■ EXERCISE: Your response should consist solely of the records, written out exactly.

(Stored entries)
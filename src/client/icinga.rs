//! Icinga2 REST API client
//!
//! Talks to the `/v1` API of an Icinga2 instance using HTTP basic auth.
//!
//! ## Endpoints
//!
//! ```text
//! GET  /v1/objects/services/<host>!<name>     → 200 (found) | 404 (absent)
//! PUT  /v1/objects/services/<host>!<name>     → create service
//! POST /v1/actions/process-check-result      → passive check result
//! ```

use std::sync::atomic::{AtomicBool, Ordering};
use std::time::Duration;

use async_trait::async_trait;
use reqwest::{Client, RequestBuilder, StatusCode, Url};
use serde::{Deserialize, Serialize};
use tracing::{debug, instrument, trace};

use super::error::{ApiError, ApiResult};
use super::{MonitoringApi, Service};
use crate::ServiceIdentity;
use crate::config::{Config, ConfigError};
use crate::result::CheckResult;

/// Default timeout for a single API call
const DEFAULT_TIMEOUT: Duration = Duration::from_secs(10);

#[derive(Debug, Deserialize)]
struct QueryResponse<T> {
    results: Vec<T>,
}

#[derive(Debug, Deserialize)]
struct ServiceObject {
    attrs: Service,
}

#[derive(Debug, Serialize)]
struct CreateServiceRequest<'a> {
    attrs: CreateServiceAttrs<'a>,
}

#[derive(Debug, Serialize)]
struct CreateServiceAttrs<'a> {
    host_name: &'a str,
    check_command: &'a str,
}

#[derive(Debug, Serialize)]
struct FilterVars<'a> {
    host_name: &'a str,
    service_name: &'a str,
}

#[derive(Debug, Serialize)]
struct CheckResultRequest<'a> {
    #[serde(rename = "type")]
    object_type: &'static str,
    filter: &'static str,
    filter_vars: FilterVars<'a>,
    #[serde(flatten)]
    result: &'a CheckResult,
}

pub struct IcingaClientBuilder {
    base_url: Url,
    username: String,
    password: String,
    timeout: Duration,
    insecure_tls: bool,
    debug: bool,
}

impl IcingaClientBuilder {
    pub fn timeout(mut self, timeout: Duration) -> Self {
        self.timeout = timeout;
        self
    }

    /// Accept self-signed or otherwise invalid certificates.
    pub fn insecure_tls(mut self, insecure_tls: bool) -> Self {
        self.insecure_tls = insecure_tls;
        self
    }

    /// Log every request and response body at debug level.
    pub fn debug(mut self, debug: bool) -> Self {
        self.debug = debug;
        self
    }

    pub fn build(self) -> ApiResult<IcingaClient> {
        let client = Client::builder()
            .timeout(self.timeout)
            .danger_accept_invalid_certs(self.insecure_tls)
            .build()?;

        Ok(IcingaClient {
            client,
            base_url: self.base_url,
            username: self.username,
            password: self.password,
            debug: self.debug,
            closed: AtomicBool::new(false),
        })
    }
}

/// Connection handle for an Icinga2 API endpoint
///
/// The underlying HTTP client is reused for every call.
#[derive(Debug)]
pub struct IcingaClient {
    client: Client,
    base_url: Url,
    username: String,
    password: String,
    debug: bool,
    closed: AtomicBool,
}

impl IcingaClient {
    pub fn builder(
        base_url: Url,
        username: impl ToString,
        password: impl ToString,
    ) -> IcingaClientBuilder {
        IcingaClientBuilder {
            base_url,
            username: username.to_string(),
            password: password.to_string(),
            timeout: DEFAULT_TIMEOUT,
            insecure_tls: false,
            debug: false,
        }
    }

    /// Validate the configuration and set up a client for its endpoint
    ///
    /// No request is made; connection problems surface on the first call.
    pub fn connect(config: &Config) -> Result<Self, ConfigError> {
        let base_url = config.endpoint()?;

        Self::builder(base_url, &config.username, &config.password)
            .timeout(Duration::from_secs(config.timeout))
            .insecure_tls(config.insecure_tls)
            .debug(config.debug)
            .build()
            .map_err(|e| ConfigError::Client(e.to_string()))
    }

    pub fn base_url(&self) -> &Url {
        &self.base_url
    }

    fn url(&self, segments: &[&str]) -> ApiResult<Url> {
        let mut url = self.base_url.clone();
        url.path_segments_mut()
            .map_err(|_| ApiError::Request(format!("{} cannot be a base URL", self.base_url)))?
            .pop_if_empty()
            .extend(segments);
        Ok(url)
    }

    fn service_url(&self, identity: &ServiceIdentity) -> ApiResult<Url> {
        self.url(&["v1", "objects", "services", &identity.to_string()])
    }

    fn ensure_open(&self) -> ApiResult<()> {
        if self.closed.load(Ordering::Acquire) {
            return Err(ApiError::Closed);
        }
        Ok(())
    }

    /// Send a request and return status and body.
    async fn send(&self, request: RequestBuilder) -> ApiResult<(StatusCode, String)> {
        let response = request
            .basic_auth(&self.username, Some(&self.password))
            .header(reqwest::header::ACCEPT, "application/json")
            .send()
            .await?;

        let status = response.status();
        let body = response.text().await?;

        if self.debug {
            debug!("icinga2 response ({status}): {body}");
        }

        Ok((status, body))
    }

    fn log_request(&self, method: &str, url: &Url) {
        if self.debug {
            debug!("icinga2 request: {method} {url}");
        } else {
            trace!("{method} {url}");
        }
    }

    /// Print a request body; serialized only in debug mode.
    fn log_payload(&self, payload: &impl Serialize) {
        if !self.debug {
            return;
        }
        match serde_json::to_string(payload) {
            Ok(body) => debug!("icinga2 payload: {body}"),
            Err(e) => debug!("icinga2 payload not printable: {e}"),
        }
    }
}

#[async_trait]
impl MonitoringApi for IcingaClient {
    #[instrument(skip(self), fields(service = %identity))]
    async fn get_service(&self, identity: &ServiceIdentity) -> ApiResult<Option<Service>> {
        self.ensure_open()?;
        let url = self.service_url(identity)?;
        self.log_request("GET", &url);

        let (status, body) = self.send(self.client.get(url)).await?;

        match status {
            StatusCode::NOT_FOUND => Ok(None),
            status if status.is_success() => {
                let response: QueryResponse<ServiceObject> = serde_json::from_str(&body)
                    .map_err(|e| ApiError::InvalidResponse(e.to_string()))?;
                Ok(response.results.into_iter().next().map(|object| object.attrs))
            }
            status => Err(ApiError::UnexpectedStatus {
                status: status.as_u16(),
                body,
            }),
        }
    }

    #[instrument(skip(self, service), fields(service = %service.identity()))]
    async fn create_service(&self, service: &Service) -> ApiResult<()> {
        self.ensure_open()?;
        let url = self.service_url(&service.identity())?;
        let payload = CreateServiceRequest {
            attrs: CreateServiceAttrs {
                host_name: &service.host_name,
                check_command: &service.check_command,
            },
        };
        self.log_request("PUT", &url);
        self.log_payload(&payload);

        let (status, body) = self.send(self.client.put(url).json(&payload)).await?;

        if !status.is_success() {
            return Err(ApiError::UnexpectedStatus {
                status: status.as_u16(),
                body,
            });
        }

        Ok(())
    }

    #[instrument(skip(self, result), fields(service = %identity))]
    async fn process_check_result(
        &self,
        identity: &ServiceIdentity,
        result: &CheckResult,
    ) -> ApiResult<()> {
        self.ensure_open()?;
        let url = self.url(&["v1", "actions", "process-check-result"])?;
        let payload = CheckResultRequest {
            object_type: "Service",
            filter: "host.name==host_name && service.name==service_name",
            filter_vars: FilterVars {
                host_name: &identity.host,
                service_name: &identity.name,
            },
            result,
        };
        self.log_request("POST", &url);
        self.log_payload(&payload);

        let (status, body) = self.send(self.client.post(url).json(&payload)).await?;

        if !status.is_success() {
            return Err(ApiError::UnexpectedStatus {
                status: status.as_u16(),
                body,
            });
        }

        Ok(())
    }

    async fn close(&self) -> ApiResult<()> {
        if self.closed.swap(true, Ordering::AcqRel) {
            return Err(ApiError::Closed);
        }
        debug!("closed connection to {}", self.base_url);
        Ok(())
    }
}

■ YOUR RESPONSE:
filename src/client/icinga.rs
//! Icinga2 REST API client
//!
//! Talks to the `/v1` API of an Icinga2 instance using HTTP basic auth.
//!
//! ## Endpoints
//!
//! ```text
//! GET  /v1/objects/services/<host>!<name>     → 200 (found) | 404 (absent)
//! PUT  /v1/objects/services/<host>!<name>     → create service
//! POST /v1/actions/process-check-result      → passive check result
//! ```

use std::sync::atomic::{AtomicBool, Ordering};
use std::time::Duration;

use async_trait::async_trait;
use reqwest::{Client, RequestBuilder, StatusCode, Url};
use serde::{Deserialize, Serialize};
use tracing::{debug, instrument, trace};

use super::error::{ApiError, ApiResult};
use super::{MonitoringApi, Service};
use crate::ServiceIdentity;
use crate::config::{Config, ConfigError};
use crate::result::CheckResult;

/// Default timeout for a single API call
const DEFAULT_TIMEOUT: Duration = Duration::from_secs(10);

#[derive(Debug, Deserialize)]
struct QueryResponse<T> {
    results: Vec<T>,
}

#[derive(Debug, Deserialize)]
struct ServiceObject {
    attrs: Service,
}

#[derive(Debug, Serialize)]
struct CreateServiceRequest<'a> {
    attrs: CreateServiceAttrs<'a>,
}

#[derive(Debug, Serialize)]
struct CreateServiceAttrs<'a> {
    host_name: &'a str,
    check_command: &'a str,
}

#[derive(Debug, Serialize)]
struct FilterVars<'a> {
    host_name: &'a str,
    service_name: &'a str,
}

#[derive(Debug, Serialize)]
struct CheckResultRequest<'a> {
    #[serde(rename = "type")]
    object_type: &'static str,
    filter: &'static str,
    filter_vars: FilterVars<'a>,
    #[serde(flatten)]
    result: &'a CheckResult,
}

pub struct IcingaClientBuilder {
    base_url: Url,
    username: String,
    password: String,
    timeout: Duration,
    insecure_tls: bool,
    debug: bool,
}

impl IcingaClientBuilder {
    pub fn timeout(mut self, timeout: Duration) -> Self {
        self.timeout = timeout;
        self
    }

    /// Accept self-signed or otherwise invalid certificates.
    pub fn insecure_tls(mut self, insecure_tls: bool) -> Self {
        self.insecure_tls = insecure_tls;
        self
    }

    /// Log every request and response body at debug level.
    pub fn debug(mut self, debug: bool) -> Self {
        self.debug = debug;
        self
    }

    pub fn build(self) -> ApiResult<IcingaClient> {
        let client = Client::builder()
            .timeout(self.timeout)
            .danger_accept_invalid_certs(self.insecure_tls)
            .build()?;

        Ok(IcingaClient {
            client,
            base_url: self.base_url,
            username: self.username,
            password: self.password,
            debug: self.debug,
            closed: AtomicBool::new(false),
        })
    }
}

/// Connection handle for an Icinga2 API endpoint
///
/// The underlying HTTP client is reused for every call.
#[derive(Debug)]
pub struct IcingaClient {
    client: Client,
    base_url: Url,
    username: String,
    password: String,
    debug: bool,
    closed: AtomicBool,
}

impl IcingaClient {
    pub fn builder(
        base_url: Url,
        username: impl ToString,
        password: impl ToString,
    ) -> IcingaClientBuilder {
        IcingaClientBuilder {
            base_url,
            username: username.to_string(),
            password: password.to_string(),
            timeout: DEFAULT_TIMEOUT,
            insecure_tls: false,
            debug: false,
        }
    }

    /// Validate the configuration and set up a client for its endpoint
    ///
    /// No request is made; connection problems surface on the first call.
    pub fn connect(config: &Config) -> Result<Self, ConfigError> {
        let base_url = config.endpoint()?;

        Self::builder(base_url, &config.username, &config.password)
            .timeout(Duration::from_secs(config.timeout))
            .insecure_tls(config.insecure_tls)
            .debug(config.debug)
            .build()
            .map_err(|e| ConfigError::Client(e.to_string()))
    }

    pub fn base_url(&self) -> &Url {
        &self.base_url
    }

    fn url(&self, segments: &[&str]) -> ApiResult<Url> {
        let mut url = self.base_url.clone();
        url.path_segments_mut()
            .map_err(|_| ApiError::Request(format!("{} cannot be a base URL", self.base_url)))?
            .pop_if_empty()
            .extend(segments);
        Ok(url)
    }

    fn service_url(&self, identity: &ServiceIdentity) -> ApiResult<Url> {
        self.url(&["v1", "objects", "services", &identity.to_string()])
    }

    fn ensure_open(&self) -> ApiResult<()> {
        if self.closed.load(Ordering::Acquire) {
            return Err(ApiError::Closed);
        }
        Ok(())
    }

    /// Send a request and return status and body.
    async fn send(&self, request: RequestBuilder) -> ApiResult<(StatusCode, String)> {
        let response = request
            .basic_auth(&self.username, Some(&self.password))
            .header(reqwest::header::ACCEPT, "application/json")
            .send()
            .await?;

        let status = response.status();
        let body = response.text().await?;

        if self.debug {
            debug!("icinga2 response ({status}): {body}");
        }

        Ok((status, body))
    }

    fn log_request(&self, method: &str, url: &Url) {
        if self.debug {
            debug!("icinga2 request: {method} {url}");
        } else {
            trace!("{method} {url}");
        }
    }

    /// Print a request body; serialized only in debug mode.
    fn log_payload(&self, payload: &impl Serialize) {
        if !self.debug {
            return;
        }
        match serde_json::to_string(payload) {
            Ok(body) => debug!("icinga2 payload: {body}"),
            Err(e) => debug!("icinga2 payload not printable: {e}"),
        }
    }
}

#[async_trait]
impl MonitoringApi for IcingaClient {
    #[instrument(skip(self), fields(service = %identity))]
    async fn get_service(&self, identity: &ServiceIdentity) -> ApiResult<Option<Service>> {
        self.ensure_open()?;
        let url = self.service_url(identity)?;
        self.log_request("GET", &url);

        let (status, body) = self.send(self.client.get(url)).await?;

        match status {
            StatusCode::NOT_FOUND => Ok(None),
            status if status.is_success() => {
                let response: QueryResponse<ServiceObject> = serde_json::from_str(&body)
                    .map_err(|e| ApiError::InvalidResponse(e.to_string()))?;
                Ok(response.results.into_iter().next().map(|object| object.attrs))
            }
            status => Err(ApiError::UnexpectedStatus {
                status: status.as_u16(),
                body,
            }),
        }
    }

    #[instrument(skip(self, service), fields(service = %service.identity()))]
    async fn create_service(&self, service: &Service) -> ApiResult<()> {
        self.ensure_open()?;
        let url = self.service_url(&service.identity())?;
        let payload = CreateServiceRequest {
            attrs: CreateServiceAttrs {
                host_name: &service.host_name,
                check_command: &service.check_command,
            },
        };
        self.log_request("PUT", &url);
        self.log_payload(&payload);

        let (status, body) = self.send(self.client.put(url).json(&payload)).await?;

        if !status.is_success() {
            return Err(ApiError::UnexpectedStatus {
                status: status.as_u16(),
                body,
            });
        }

        Ok(())
    }

    #[instrument(skip(self, result), fields(service = %identity))]
    async fn process_check_result(
        &self,
        identity: &ServiceIdentity,
        result: &CheckResult,
    ) -> ApiResult<()> {
        self.ensure_open()?;
        let url = self.url(&["v1", "actions", "process-check-result"])?;
        let payload = CheckResultRequest {
            object_type: "Service",
            filter: "host.name==host_name && service.name==service_name",
            filter_vars: FilterVars {
                host_name: &identity.host,
                service_name: &identity.name,
            },
            result,
        };
        self.log_request("POST", &url);
        self.log_payload(&payload);

        let (status, body) = self.send(self.client.post(url).json(&payload)).await?;

        if !status.is_success() {
            return Err(ApiError::UnexpectedStatus {
                status: status.as_u16(),
                body,
            });
        }

        Ok(())
    }

    async fn close(&self) -> ApiResult<()> {
        if self.closed.swap(true, Ordering::AcqRel) {
            return Err(ApiError::Closed);
        }
        debug!("closed connection to {}", self.base_url);
        Ok(())
    }
}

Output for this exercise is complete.